§ **WHAT YOU SHOULD DO**: Reproduce the data below word for word.

(Stored data)
|---|

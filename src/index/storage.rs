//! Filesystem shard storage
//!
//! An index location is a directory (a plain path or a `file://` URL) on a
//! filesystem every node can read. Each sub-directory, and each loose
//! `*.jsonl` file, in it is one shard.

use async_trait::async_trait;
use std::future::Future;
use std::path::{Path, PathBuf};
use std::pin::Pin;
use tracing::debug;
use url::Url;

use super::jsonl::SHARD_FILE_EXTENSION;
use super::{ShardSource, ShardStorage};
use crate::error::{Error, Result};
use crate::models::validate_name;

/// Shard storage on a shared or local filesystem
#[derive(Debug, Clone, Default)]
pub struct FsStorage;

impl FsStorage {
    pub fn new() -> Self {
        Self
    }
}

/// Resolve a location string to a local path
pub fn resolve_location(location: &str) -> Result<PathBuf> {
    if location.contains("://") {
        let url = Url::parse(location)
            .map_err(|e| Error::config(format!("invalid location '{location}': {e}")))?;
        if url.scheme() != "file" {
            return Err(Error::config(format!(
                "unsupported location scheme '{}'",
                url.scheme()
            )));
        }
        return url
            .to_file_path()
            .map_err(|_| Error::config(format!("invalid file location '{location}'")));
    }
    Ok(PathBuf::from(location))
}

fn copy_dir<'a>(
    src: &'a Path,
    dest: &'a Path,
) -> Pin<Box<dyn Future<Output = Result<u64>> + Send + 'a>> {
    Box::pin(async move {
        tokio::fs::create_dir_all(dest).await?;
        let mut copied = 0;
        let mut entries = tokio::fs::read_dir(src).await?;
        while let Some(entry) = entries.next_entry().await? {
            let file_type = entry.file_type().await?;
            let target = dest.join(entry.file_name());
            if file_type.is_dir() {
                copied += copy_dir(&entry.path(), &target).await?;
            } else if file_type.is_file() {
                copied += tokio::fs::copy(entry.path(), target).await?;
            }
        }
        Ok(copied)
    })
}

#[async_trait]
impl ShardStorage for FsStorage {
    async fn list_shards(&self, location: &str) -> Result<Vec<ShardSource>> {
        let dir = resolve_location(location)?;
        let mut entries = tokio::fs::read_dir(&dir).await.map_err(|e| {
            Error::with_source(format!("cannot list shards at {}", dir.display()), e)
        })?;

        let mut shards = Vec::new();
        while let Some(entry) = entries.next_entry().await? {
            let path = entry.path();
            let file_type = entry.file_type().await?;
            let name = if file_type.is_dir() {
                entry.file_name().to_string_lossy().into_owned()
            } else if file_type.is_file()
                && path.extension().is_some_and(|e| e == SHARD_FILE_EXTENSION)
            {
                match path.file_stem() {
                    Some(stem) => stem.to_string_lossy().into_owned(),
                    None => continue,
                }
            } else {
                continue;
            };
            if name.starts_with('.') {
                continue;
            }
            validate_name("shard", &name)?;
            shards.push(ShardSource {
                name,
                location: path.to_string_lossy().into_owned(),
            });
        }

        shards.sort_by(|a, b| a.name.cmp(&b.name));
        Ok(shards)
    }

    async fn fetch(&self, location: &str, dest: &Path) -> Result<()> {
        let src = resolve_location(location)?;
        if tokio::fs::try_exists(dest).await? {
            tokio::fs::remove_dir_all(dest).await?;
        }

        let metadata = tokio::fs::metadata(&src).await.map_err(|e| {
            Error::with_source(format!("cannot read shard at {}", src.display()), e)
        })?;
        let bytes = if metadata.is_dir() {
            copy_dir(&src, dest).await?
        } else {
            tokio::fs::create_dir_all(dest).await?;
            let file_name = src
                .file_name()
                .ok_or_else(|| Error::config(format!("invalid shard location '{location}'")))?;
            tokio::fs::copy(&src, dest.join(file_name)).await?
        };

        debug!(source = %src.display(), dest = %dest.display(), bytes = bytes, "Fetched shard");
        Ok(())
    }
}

|---|

§ **RESPONSE TO THIS EXERCISE**:
filename src/index/storage.rs
//! Filesystem shard storage
//!
//! An index location is a directory (a plain path or a `file://` URL) on a
//! filesystem every node can read. Each sub-directory, and each loose
//! `*.jsonl` file, in it is one shard.

use async_trait::async_trait;
use std::future::Future;
use std::path::{Path, PathBuf};
use std::pin::Pin;
use tracing::debug;
use url::Url;

use super::jsonl::SHARD_FILE_EXTENSION;
use super::{ShardSource, ShardStorage};
use crate::error::{Error, Result};
use crate::models::validate_name;

/// Shard storage on a shared or local filesystem
#[derive(Debug, Clone, Default)]
pub struct FsStorage;

impl FsStorage {
    pub fn new() -> Self {
        Self
    }
}

/// Resolve a location string to a local path
pub fn resolve_location(location: &str) -> Result<PathBuf> {
    if location.contains("://") {
        let url = Url::parse(location)
            .map_err(|e| Error::config(format!("invalid location '{location}': {e}")))?;
        if url.scheme() != "file" {
            return Err(Error::config(format!(
                "unsupported location scheme '{}'",
                url.scheme()
            )));
        }
        return url
            .to_file_path()
            .map_err(|_| Error::config(format!("invalid file location '{location}'")));
    }
    Ok(PathBuf::from(location))
}

fn copy_dir<'a>(
    src: &'a Path,
    dest: &'a Path,
) -> Pin<Box<dyn Future<Output = Result<u64>> + Send + 'a>> {
    Box::pin(async move {
        tokio::fs::create_dir_all(dest).await?;
        let mut copied = 0;
        let mut entries = tokio::fs::read_dir(src).await?;
        while let Some(entry) = entries.next_entry().await? {
            let file_type = entry.file_type().await?;
            let target = dest.join(entry.file_name());
            if file_type.is_dir() {
                copied += copy_dir(&entry.path(), &target).await?;
            } else if file_type.is_file() {
                copied += tokio::fs::copy(entry.path(), target).await?;
            }
        }
        Ok(copied)
    })
}

#[async_trait]
impl ShardStorage for FsStorage {
    async fn list_shards(&self, location: &str) -> Result<Vec<ShardSource>> {
        let dir = resolve_location(location)?;
        let mut entries = tokio::fs::read_dir(&dir).await.map_err(|e| {
            Error::with_source(format!("cannot list shards at {}", dir.display()), e)
        })?;

        let mut shards = Vec::new();
        while let Some(entry) = entries.next_entry().await? {
            let path = entry.path();
            let file_type = entry.file_type().await?;
            let name = if file_type.is_dir() {
                entry.file_name().to_string_lossy().into_owned()
            } else if file_type.is_file()
                && path.extension().is_some_and(|e| e == SHARD_FILE_EXTENSION)
            {
                match path.file_stem() {
                    Some(stem) => stem.to_string_lossy().into_owned(),
                    None => continue,
                }
            } else {
                continue;
            };
            if name.starts_with('.') {
                continue;
            }
            validate_name("shard", &name)?;
            shards.push(ShardSource {
                name,
                location: path.to_string_lossy().into_owned(),
            });
        }

        shards.sort_by(|a, b| a.name.cmp(&b.name));
        Ok(shards)
    }

    async fn fetch(&self, location: &str, dest: &Path) -> Result<()> {
        let src = resolve_location(location)?;
        if tokio::fs::try_exists(dest).await? {
            tokio::fs::remove_dir_all(dest).await?;
        }

        let metadata = tokio::fs::metadata(&src).await.map_err(|e| {
            Error::with_source(format!("cannot read shard at {}", src.display()), e)
        })?;
        let bytes = if metadata.is_dir() {
            copy_dir(&src, dest).await?
        } else {
            tokio::fs::create_dir_all(dest).await?;
            let file_name = src
                .file_name()
                .ok_or_else(|| Error::config(format!("invalid shard location '{location}'")))?;
            tokio::fs::copy(&src, dest.join(file_name)).await?
        };

        debug!(source = %src.display(), dest = %dest.display(), bytes = bytes, "Fetched shard");
        Ok(())
    }
}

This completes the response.